Zenobia Gunne sat in her own carriage with many of the same misgivings as Charlotte had had in Vespasia's. She was not in the least afraid of Mary Carfax, but she did not like her, and she knew the feeling was returned with some fervor. It would take an extraordinary reason to bring Zenobia to call upon her unannounced, and Mary would believe nothing less. The last time they had met, at a ball in 1850, Mary had been an imperious and fragile beauty, betrothed satisfactorily but unromantically to Gerald Carfax. Zenobia was single. They had both fallen in love, in their wildly different ways, with Captain Peter Holland.
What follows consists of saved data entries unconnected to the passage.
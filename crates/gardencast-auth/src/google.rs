//! Google OAuth2 provider for Gmail access.

use serde::{Deserialize, Serialize};
use std::path::PathBuf;

use crate::callback::CallbackListener;
use crate::credentials::CredentialProvider;
use crate::error::AuthError;
use crate::secrets::ClientSecrets;
use crate::storage::{OAuthClient, TokenSet};

pub const GMAIL_SEND_SCOPE: &str = "https://www.googleapis.com/auth/gmail.send";
pub const GMAIL_READONLY_SCOPE: &str = "https://www.googleapis.com/auth/gmail.readonly";

const SCOPES: [&str; 2] = [GMAIL_SEND_SCOPE, GMAIL_READONLY_SCOPE];

fn default_expires_in() -> i64 {
    3600
}

#[derive(Debug, Clone, Serialize, Deserialize)]
pub struct GoogleTokenResponse {
    pub access_token: String,
    #[serde(default)]
    pub refresh_token: Option<String>,
    #[serde(default = "default_expires_in")]
    pub expires_in: i64,
    #[serde(default)]
    pub token_type: String,
    #[serde(default)]
    pub scope: String,
}

impl GoogleTokenResponse {
    pub fn into_token_set(self, client: OAuthClient, now: i64) -> TokenSet {
        TokenSet {
            access_token: self.access_token,
            refresh_token: self.refresh_token,
            expires_at: now + self.expires_in,
            scopes: self.scope.split_whitespace().map(str::to_string).collect(),
            client: Some(client),
        }
    }
}

pub struct GoogleOAuth2Provider {
    client_secrets_path: PathBuf,
    http: reqwest::Client,
}

impl GoogleOAuth2Provider {
    /// `client_secrets_path` is only read when a consent flow is needed or
    /// a cached token does not carry its client identity.
    pub fn new(client_secrets_path: impl Into<PathBuf>) -> Self {
        Self {
            client_secrets_path: client_secrets_path.into(),
            http: reqwest::Client::new(),
        }
    }

    fn load_secrets(&self) -> Result<ClientSecrets, AuthError> {
        ClientSecrets::from_file(&self.client_secrets_path)
    }

    /// Generate authorization URL for OAuth flow.
    /// Returns (url, state) where state should be verified on callback.
    pub fn authorization_url(&self, secrets: &ClientSecrets, redirect_uri: &str) -> (String, String) {
        let state = uuid::Uuid::new_v4().to_string();
        let scopes = SCOPES.join(" ");

        let url = format!(
            "{}?client_id={}&redirect_uri={}&response_type=code&scope={}&state={}&access_type=offline&prompt=consent",
            secrets.auth_uri,
            urlencoding::encode(&secrets.client_id),
            urlencoding::encode(redirect_uri),
            urlencoding::encode(&scopes),
            urlencoding::encode(&state),
        );

        (url, state)
    }

    /// Exchange authorization code for tokens.
    #[tracing::instrument(skip(self, secrets, code), level = "info")]
    pub async fn exchange_code(
        &self,
        secrets: &ClientSecrets,
        code: &str,
        redirect_uri: &str,
    ) -> Result<TokenSet, AuthError> {
        let response = self
            .http
            .post(&secrets.token_uri)
            .form(&[
                ("client_id", secrets.client_id.as_str()),
                ("client_secret", secrets.client_secret.as_str()),
                ("code", code),
                ("grant_type", "authorization_code"),
                ("redirect_uri", redirect_uri),
            ])
            .send()
            .await?;

        if !response.status().is_success() {
            let status = response.status();
            let error_text = response.text().await.unwrap_or_default();
            return Err(AuthError::OAuthFailed(format!(
                "Token exchange failed ({}): {}",
                status, error_text
            )));
        }

        let tokens: GoogleTokenResponse = response.json().await?;
        Ok(tokens.into_token_set(secrets.client(), chrono::Utc::now().timestamp()))
    }

    /// Refresh an expired access token.
    #[tracing::instrument(skip(self, client, refresh_token), level = "info")]
    pub async fn refresh_token(
        &self,
        client: &OAuthClient,
        refresh_token: &str,
    ) -> Result<GoogleTokenResponse, AuthError> {
        let response = self
            .http
            .post(&client.token_uri)
            .form(&[
                ("client_id", client.client_id.as_str()),
                ("client_secret", client.client_secret.as_str()),
                ("refresh_token", refresh_token),
                ("grant_type", "refresh_token"),
            ])
            .send()
            .await?;

        if !response.status().is_success() {
            let status = response.status();
            let error_text = response.text().await.unwrap_or_default();
            return Err(AuthError::RefreshFailed(format!("{}: {}", status, error_text)));
        }

        Ok(response.json().await?)
    }
}

impl CredentialProvider for GoogleOAuth2Provider {
    async fn refresh(&self, token: &TokenSet) -> Result<TokenSet, AuthError> {
        let refresh_token = token
            .refresh_token
            .as_deref()
            .ok_or_else(|| AuthError::RefreshFailed("No refresh token".to_string()))?;

        let client = match &token.client {
            Some(client) => client.clone(),
            None => self.load_secrets()?.client(),
        };

        tracing::info!("Refreshing Gmail access token");
        let response = self.refresh_token(&client, refresh_token).await?;
        Ok(response.into_token_set(client, chrono::Utc::now().timestamp()))
    }

    async fn authorize_interactive(&self) -> Result<TokenSet, AuthError> {
        let secrets = self.load_secrets()?;
        let listener = CallbackListener::bind().await?;
        let redirect_uri = listener.redirect_uri();
        let (url, state) = self.authorization_url(&secrets, &redirect_uri);

        println!("Please visit this URL to authorize this application: {}", url);
        if let Err(e) = webbrowser::open(&url) {
            tracing::warn!("Could not open a browser: {}", e);
        }

        let code = listener.wait_for_code(&state).await?;
        tracing::info!("Received authorization code, exchanging for tokens");
        self.exchange_code(&secrets, &code, &redirect_uri).await
    }
}

#[cfg(test)]
mod tests {
    #![allow(clippy::unwrap_used, clippy::expect_used, clippy::panic)]
    use super::*;
    use tempfile::TempDir;
    use wiremock::matchers::{body_string_contains, method, path};
    use wiremock::{Mock, MockServer, ResponseTemplate};

    fn secrets(token_uri: &str) -> ClientSecrets {
        ClientSecrets {
            client_id: "test_client_id".to_string(),
            client_secret: "test_client_secret".to_string(),
            auth_uri: "https://accounts.google.com/o/oauth2/auth".to_string(),
            token_uri: token_uri.to_string(),
        }
    }

    fn expired(refresh: &str, client: Option<OAuthClient>) -> TokenSet {
        TokenSet {
            access_token: "stale".to_string(),
            refresh_token: Some(refresh.to_string()),
            expires_at: 0,
            scopes: Vec::new(),
            client,
        }
    }

    #[test]
    fn test_google_auth_url_contains_scopes() {
        let provider = GoogleOAuth2Provider::new("credentials.json");
        let (url, _state) =
            provider.authorization_url(&secrets("unused"), "http://127.0.0.1:8080/callback");
        assert!(url.starts_with("https://accounts.google.com/o/oauth2/auth?"));
        assert!(url.contains("gmail.send"));
        assert!(url.contains("gmail.readonly"));
        assert!(url.contains("redirect_uri=http%3A%2F%2F127.0.0.1%3A8080%2Fcallback"));
    }

    #[test]
    fn test_google_auth_url_contains_offline_access() {
        let provider = GoogleOAuth2Provider::new("credentials.json");
        let (url, _state) = provider.authorization_url(&secrets("unused"), "http://x/callback");
        assert!(url.contains("access_type=offline"));
        assert!(url.contains("prompt=consent"));
    }

    #[test]
    fn test_google_state_is_unique() {
        let provider = GoogleOAuth2Provider::new("credentials.json");
        let s = secrets("unused");
        let (url, state1) = provider.authorization_url(&s, "http://x/callback");
        let (_, state2) = provider.authorization_url(&s, "http://x/callback");
        assert_ne!(state1, state2);
        assert!(url.contains(&format!("state={}", state1)));
    }

    #[test]
    fn test_token_response_into_token_set() {
        let response: GoogleTokenResponse = serde_json::from_str(
            r#"{"access_token": "a", "expires_in": 3599, "scope": "s1 s2", "token_type": "Bearer"}"#,
        )
        .unwrap();
        let t = response.into_token_set(secrets("u").client(), 1_000);
        assert_eq!(t.expires_at, 4_599);
        assert_eq!(t.scopes, vec!["s1", "s2"]);
        assert_eq!(t.refresh_token, None);
        assert_eq!(t.client.unwrap().client_id, "test_client_id");
    }

    #[tokio::test]
    async fn test_exchange_code() {
        let mock_server = MockServer::start().await;
        Mock::given(method("POST"))
            .and(path("/token"))
            .and(body_string_contains("grant_type=authorization_code"))
            .and(body_string_contains("code=the-code"))
            .respond_with(ResponseTemplate::new(200).set_body_json(serde_json::json!({
                "access_token": "fresh",
                "refresh_token": "long-lived",
                "expires_in": 3600,
                "token_type": "Bearer",
                "scope": GMAIL_SEND_SCOPE
            })))
            .expect(1)
            .mount(&mock_server)
            .await;

        let provider = GoogleOAuth2Provider::new("credentials.json");
        let s = secrets(&format!("{}/token", mock_server.uri()));
        let t = provider
            .exchange_code(&s, "the-code", "http://127.0.0.1:1/callback")
            .await
            .unwrap();

        assert_eq!(t.access_token, "fresh");
        assert_eq!(t.refresh_token.as_deref(), Some("long-lived"));
        assert!(!t.is_expired());
    }

    #[tokio::test]
    async fn test_refresh_uses_cached_client() {
        let mock_server = MockServer::start().await;
        Mock::given(method("POST"))
            .and(path("/token"))
            .and(body_string_contains("grant_type=refresh_token"))
            .and(body_string_contains("refresh_token=r1"))
            .respond_with(ResponseTemplate::new(200).set_body_json(serde_json::json!({
                "access_token": "renewed",
                "expires_in": 3600,
                "token_type": "Bearer"
            })))
            .expect(1)
            .mount(&mock_server)
            .await;

        // The secrets file does not exist; the cached client must be enough
        let provider = GoogleOAuth2Provider::new("/nonexistent/credentials.json");
        let client = secrets(&format!("{}/token", mock_server.uri())).client();
        let t = provider.refresh(&expired("r1", Some(client))).await.unwrap();

        assert_eq!(t.access_token, "renewed");
        assert!(provider.is_valid(&t));
    }

    #[tokio::test]
    async fn test_refresh_falls_back_to_secrets_file() {
        let mock_server = MockServer::start().await;
        Mock::given(method("POST"))
            .and(path("/token"))
            .and(body_string_contains("client_id=file-client"))
            .respond_with(ResponseTemplate::new(200).set_body_json(serde_json::json!({
                "access_token": "renewed",
                "expires_in": 3600
            })))
            .expect(1)
            .mount(&mock_server)
            .await;

        let dir = TempDir::new().unwrap();
        let secrets_path = dir.path().join("credentials.json");
        let descriptor = serde_json::json!({
            "installed": {
                "client_id": "file-client",
                "client_secret": "s",
                "token_uri": format!("{}/token", mock_server.uri())
            }
        });
        std::fs::write(&secrets_path, descriptor.to_string()).unwrap();

        let provider = GoogleOAuth2Provider::new(&secrets_path);
        let t = provider.refresh(&expired("r1", None)).await.unwrap();
        assert_eq!(t.access_token, "renewed");
    }

    #[tokio::test]
    async fn test_refresh_rejected() {
        let mock_server = MockServer::start().await;
        Mock::given(method("POST"))
            .and(path("/token"))
            .respond_with(ResponseTemplate::new(400).set_body_json(serde_json::json!({
                "error": "invalid_grant",
                "error_description": "Token has been expired or revoked."
            })))
            .mount(&mock_server)
            .await;

        let provider = GoogleOAuth2Provider::new("credentials.json");
        let client = secrets(&format!("{}/token", mock_server.uri())).client();
        let err = provider.refresh(&expired("r1", Some(client))).await.unwrap_err();

        match err {
            AuthError::RefreshFailed(msg) => assert!(msg.contains("invalid_grant")),
            other => panic!("unexpected error: {:?}", other),
        }
    }

    #[tokio::test]
    async fn test_interactive_requires_valid_secrets() {
        let provider = GoogleOAuth2Provider::new("/nonexistent/credentials.json");
        let err = provider.authorize_interactive().await.unwrap_err();
        assert!(matches!(err, AuthError::ClientSecrets(_)));
    }
}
To Mary he had been comely and dashing, and she had suddenly seen romance leaving her forever as she tied herself to Gerald; to Zenobia he had been a man too poor to afford a wife, but the most immense fun, full of laughter and imagination, his mouth always ready to smile, sensitive to the beautiful, and to the absurd, a brave, tender and funny man she had loved with all her heart. He had been killed in the Crimea, and she had never loved anyone since with the same depth, or without at some moment seeing Peter's face in his and feeling all the old dreams return. And with every other man at all the best, the tenderest times, it was Peter's eyes she saw, Peter's laughter she heard.
It was after that that she had first gone to Africa, scandalizing her family, as well as Mary Carfax. But what did it matter, with Peter dead? Better to be alone than live a pretense with someone else.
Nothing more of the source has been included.